:: Source data

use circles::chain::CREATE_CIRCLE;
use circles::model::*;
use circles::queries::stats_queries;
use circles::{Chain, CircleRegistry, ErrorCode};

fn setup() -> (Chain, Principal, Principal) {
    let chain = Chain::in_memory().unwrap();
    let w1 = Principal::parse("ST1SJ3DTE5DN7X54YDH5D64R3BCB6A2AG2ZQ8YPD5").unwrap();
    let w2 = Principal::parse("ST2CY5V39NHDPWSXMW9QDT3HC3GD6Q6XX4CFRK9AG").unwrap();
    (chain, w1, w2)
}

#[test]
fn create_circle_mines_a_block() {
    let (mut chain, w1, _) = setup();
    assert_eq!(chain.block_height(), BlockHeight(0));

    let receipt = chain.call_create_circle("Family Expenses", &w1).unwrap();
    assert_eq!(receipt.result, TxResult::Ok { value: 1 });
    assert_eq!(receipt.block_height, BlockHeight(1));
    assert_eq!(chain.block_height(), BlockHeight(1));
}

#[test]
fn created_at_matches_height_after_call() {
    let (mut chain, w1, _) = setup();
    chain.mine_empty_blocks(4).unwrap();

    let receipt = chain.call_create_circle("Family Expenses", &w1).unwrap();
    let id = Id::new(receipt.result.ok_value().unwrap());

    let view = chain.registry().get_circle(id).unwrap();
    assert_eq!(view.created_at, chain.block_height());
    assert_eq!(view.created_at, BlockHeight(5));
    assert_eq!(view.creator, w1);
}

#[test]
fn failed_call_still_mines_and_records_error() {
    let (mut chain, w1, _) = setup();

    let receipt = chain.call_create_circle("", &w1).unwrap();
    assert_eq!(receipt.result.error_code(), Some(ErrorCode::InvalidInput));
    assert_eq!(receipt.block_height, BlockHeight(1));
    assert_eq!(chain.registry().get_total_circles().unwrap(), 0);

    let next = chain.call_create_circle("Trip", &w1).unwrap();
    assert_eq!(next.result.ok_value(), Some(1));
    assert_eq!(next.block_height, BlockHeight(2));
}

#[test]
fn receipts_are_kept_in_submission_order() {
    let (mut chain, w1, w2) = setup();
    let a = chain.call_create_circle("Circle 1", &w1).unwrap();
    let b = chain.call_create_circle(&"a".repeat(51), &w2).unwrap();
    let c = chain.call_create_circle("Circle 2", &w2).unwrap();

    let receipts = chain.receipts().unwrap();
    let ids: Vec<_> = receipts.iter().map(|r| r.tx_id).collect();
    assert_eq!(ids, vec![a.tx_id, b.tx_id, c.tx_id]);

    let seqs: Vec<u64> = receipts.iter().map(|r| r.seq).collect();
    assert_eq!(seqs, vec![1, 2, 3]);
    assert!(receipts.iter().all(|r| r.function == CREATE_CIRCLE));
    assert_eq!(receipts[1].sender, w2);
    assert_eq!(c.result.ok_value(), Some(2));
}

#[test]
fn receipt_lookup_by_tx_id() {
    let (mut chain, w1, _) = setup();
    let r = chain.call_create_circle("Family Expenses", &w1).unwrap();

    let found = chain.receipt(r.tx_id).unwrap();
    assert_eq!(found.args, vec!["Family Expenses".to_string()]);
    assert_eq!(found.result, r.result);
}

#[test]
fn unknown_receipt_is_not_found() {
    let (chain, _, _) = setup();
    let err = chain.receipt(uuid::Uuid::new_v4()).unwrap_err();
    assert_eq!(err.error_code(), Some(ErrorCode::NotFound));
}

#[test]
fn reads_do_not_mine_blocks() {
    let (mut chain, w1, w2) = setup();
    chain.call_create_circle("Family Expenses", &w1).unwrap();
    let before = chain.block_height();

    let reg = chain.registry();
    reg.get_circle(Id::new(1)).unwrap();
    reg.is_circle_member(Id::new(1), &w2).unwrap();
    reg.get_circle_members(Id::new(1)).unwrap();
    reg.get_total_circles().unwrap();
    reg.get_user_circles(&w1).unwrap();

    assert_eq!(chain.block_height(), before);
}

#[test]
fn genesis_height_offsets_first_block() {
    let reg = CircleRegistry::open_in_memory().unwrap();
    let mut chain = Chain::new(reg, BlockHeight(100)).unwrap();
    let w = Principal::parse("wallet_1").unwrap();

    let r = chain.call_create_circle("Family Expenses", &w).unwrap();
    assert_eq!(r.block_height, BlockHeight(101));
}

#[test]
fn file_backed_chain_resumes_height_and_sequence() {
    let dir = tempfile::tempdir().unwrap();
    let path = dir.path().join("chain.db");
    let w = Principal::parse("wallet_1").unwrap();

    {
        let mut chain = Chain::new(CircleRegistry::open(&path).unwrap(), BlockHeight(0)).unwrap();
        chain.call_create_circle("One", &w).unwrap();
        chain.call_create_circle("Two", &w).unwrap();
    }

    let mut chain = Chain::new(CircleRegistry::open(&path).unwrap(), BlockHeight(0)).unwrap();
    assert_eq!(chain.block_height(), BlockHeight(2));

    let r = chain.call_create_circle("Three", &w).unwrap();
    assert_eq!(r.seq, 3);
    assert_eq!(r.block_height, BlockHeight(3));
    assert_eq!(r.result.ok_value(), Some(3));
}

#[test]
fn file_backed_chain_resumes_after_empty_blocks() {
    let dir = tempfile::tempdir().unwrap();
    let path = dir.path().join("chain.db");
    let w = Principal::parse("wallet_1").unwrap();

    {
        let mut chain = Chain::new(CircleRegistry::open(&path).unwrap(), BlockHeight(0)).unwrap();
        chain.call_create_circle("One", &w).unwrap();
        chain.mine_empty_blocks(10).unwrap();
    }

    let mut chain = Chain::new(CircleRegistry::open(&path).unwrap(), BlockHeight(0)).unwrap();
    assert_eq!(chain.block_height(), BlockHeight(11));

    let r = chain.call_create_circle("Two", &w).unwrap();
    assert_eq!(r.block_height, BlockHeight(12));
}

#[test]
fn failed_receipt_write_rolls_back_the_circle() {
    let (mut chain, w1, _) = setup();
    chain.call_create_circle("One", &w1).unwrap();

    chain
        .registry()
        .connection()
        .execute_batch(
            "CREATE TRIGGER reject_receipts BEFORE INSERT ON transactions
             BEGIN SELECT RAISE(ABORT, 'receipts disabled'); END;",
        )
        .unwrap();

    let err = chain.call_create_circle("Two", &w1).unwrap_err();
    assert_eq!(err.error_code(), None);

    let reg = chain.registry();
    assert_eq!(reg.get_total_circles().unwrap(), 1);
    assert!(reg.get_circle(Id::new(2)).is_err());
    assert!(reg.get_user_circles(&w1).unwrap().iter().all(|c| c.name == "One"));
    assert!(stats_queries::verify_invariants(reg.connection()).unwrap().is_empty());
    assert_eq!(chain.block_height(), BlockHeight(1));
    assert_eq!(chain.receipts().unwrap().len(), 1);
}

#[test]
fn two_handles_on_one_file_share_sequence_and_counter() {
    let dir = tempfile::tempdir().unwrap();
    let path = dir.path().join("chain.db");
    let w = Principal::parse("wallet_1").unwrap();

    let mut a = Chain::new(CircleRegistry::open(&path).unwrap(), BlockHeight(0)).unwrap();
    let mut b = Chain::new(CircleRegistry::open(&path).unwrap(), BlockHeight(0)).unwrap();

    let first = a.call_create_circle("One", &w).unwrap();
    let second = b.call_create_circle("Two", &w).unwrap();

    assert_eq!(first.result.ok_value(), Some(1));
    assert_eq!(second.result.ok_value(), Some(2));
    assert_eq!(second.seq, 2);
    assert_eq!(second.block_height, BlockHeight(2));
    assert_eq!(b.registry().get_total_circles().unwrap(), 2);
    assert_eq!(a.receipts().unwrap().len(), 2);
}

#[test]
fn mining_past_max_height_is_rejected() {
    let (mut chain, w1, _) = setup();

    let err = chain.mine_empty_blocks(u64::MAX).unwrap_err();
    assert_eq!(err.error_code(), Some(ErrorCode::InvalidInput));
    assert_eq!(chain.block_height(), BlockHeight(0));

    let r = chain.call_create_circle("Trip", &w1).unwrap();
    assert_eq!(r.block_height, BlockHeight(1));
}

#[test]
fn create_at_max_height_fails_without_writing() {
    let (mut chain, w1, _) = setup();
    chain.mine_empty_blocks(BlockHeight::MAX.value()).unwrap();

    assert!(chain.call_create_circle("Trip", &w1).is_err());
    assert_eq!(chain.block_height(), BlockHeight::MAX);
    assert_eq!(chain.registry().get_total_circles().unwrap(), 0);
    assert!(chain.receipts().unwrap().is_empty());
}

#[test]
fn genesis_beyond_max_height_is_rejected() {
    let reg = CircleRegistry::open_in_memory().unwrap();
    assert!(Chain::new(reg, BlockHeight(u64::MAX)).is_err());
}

::::
:: Source data

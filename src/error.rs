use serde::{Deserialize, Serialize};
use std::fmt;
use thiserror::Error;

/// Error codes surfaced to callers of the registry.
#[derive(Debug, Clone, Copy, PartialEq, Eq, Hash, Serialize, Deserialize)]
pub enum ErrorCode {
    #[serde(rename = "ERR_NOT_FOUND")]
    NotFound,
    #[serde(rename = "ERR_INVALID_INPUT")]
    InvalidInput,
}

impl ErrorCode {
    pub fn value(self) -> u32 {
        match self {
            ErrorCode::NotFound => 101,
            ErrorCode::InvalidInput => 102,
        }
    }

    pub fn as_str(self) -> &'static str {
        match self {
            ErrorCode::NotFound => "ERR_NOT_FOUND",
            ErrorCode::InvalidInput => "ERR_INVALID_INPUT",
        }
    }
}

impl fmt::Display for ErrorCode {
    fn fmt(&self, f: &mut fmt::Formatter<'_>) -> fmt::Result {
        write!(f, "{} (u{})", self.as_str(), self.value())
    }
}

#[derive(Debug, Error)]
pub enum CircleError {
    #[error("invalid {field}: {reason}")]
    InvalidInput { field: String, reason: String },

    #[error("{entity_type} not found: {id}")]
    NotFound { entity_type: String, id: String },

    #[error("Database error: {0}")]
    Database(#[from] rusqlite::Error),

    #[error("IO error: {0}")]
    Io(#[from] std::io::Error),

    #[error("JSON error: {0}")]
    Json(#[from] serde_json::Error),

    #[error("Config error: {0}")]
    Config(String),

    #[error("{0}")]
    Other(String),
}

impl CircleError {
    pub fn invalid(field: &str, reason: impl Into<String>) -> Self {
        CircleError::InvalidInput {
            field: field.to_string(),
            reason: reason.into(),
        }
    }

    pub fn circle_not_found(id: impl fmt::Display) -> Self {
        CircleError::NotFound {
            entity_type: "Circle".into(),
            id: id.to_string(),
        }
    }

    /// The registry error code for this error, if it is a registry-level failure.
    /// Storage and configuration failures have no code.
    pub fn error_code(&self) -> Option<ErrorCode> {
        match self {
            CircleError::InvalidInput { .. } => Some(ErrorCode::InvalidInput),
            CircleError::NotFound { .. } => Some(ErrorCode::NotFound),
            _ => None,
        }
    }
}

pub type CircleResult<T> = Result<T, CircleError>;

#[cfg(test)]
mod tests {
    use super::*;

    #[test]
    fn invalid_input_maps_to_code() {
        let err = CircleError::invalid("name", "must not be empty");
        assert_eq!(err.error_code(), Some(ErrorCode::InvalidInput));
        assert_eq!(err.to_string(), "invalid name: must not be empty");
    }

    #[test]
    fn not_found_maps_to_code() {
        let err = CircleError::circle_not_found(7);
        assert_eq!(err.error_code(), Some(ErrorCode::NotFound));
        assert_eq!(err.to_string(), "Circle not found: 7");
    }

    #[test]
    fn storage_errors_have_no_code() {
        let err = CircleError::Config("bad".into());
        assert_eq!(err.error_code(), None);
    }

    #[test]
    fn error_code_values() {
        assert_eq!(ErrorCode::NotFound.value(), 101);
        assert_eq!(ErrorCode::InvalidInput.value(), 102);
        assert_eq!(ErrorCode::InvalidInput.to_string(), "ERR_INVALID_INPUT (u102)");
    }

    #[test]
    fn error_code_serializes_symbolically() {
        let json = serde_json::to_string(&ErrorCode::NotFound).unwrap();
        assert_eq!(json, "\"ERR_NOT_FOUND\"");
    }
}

::::
:: Source data

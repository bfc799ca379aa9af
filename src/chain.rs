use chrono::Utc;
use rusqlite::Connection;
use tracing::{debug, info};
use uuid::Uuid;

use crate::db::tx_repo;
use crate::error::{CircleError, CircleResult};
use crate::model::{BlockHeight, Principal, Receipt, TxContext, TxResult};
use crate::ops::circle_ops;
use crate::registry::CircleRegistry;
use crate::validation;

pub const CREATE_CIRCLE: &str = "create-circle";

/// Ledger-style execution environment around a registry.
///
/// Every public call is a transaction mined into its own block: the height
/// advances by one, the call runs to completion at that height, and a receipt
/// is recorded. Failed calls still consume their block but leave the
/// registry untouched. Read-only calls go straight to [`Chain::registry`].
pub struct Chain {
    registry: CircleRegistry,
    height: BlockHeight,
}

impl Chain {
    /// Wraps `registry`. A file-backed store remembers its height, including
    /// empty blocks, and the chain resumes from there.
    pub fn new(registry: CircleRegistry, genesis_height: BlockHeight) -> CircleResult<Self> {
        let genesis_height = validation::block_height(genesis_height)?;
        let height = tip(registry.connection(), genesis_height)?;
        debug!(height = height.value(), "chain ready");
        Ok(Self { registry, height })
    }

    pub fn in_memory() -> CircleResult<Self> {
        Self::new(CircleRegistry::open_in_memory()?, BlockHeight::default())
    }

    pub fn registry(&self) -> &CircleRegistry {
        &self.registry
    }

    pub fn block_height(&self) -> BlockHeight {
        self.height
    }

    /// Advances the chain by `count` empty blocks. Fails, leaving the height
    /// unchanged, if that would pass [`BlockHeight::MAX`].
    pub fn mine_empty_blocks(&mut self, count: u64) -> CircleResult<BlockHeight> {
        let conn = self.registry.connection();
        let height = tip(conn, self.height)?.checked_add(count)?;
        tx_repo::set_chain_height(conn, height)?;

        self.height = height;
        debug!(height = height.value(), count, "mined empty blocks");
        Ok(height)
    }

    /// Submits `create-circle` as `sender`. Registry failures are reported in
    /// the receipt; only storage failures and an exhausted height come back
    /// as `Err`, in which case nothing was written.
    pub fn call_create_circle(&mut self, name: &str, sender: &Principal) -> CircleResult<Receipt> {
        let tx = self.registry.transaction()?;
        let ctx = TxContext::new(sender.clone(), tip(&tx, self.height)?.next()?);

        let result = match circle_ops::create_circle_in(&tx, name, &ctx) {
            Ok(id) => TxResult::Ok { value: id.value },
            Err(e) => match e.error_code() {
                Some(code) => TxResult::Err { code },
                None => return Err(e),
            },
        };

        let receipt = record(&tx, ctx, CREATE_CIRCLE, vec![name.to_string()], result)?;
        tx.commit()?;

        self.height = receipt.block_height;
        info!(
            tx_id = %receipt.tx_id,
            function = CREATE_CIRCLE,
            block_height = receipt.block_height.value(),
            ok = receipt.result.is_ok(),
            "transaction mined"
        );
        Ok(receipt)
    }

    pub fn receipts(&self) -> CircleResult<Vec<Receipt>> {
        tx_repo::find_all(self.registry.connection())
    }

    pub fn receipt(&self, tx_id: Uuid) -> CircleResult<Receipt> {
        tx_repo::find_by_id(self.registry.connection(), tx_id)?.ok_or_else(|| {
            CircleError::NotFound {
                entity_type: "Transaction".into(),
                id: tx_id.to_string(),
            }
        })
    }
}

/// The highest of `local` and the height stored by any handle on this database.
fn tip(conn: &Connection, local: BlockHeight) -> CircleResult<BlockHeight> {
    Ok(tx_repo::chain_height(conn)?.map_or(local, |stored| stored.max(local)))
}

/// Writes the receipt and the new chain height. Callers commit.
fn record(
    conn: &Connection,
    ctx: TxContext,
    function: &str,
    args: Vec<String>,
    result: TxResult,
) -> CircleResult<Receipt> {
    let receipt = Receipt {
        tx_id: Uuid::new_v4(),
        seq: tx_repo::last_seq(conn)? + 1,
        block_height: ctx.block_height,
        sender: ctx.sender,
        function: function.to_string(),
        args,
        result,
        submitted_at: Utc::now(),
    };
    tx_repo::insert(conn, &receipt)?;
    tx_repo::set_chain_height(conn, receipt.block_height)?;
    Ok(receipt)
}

::::

Exercise instructions -> How many of the lines above contain the string "second"? Give the number only.

Answer space -> 4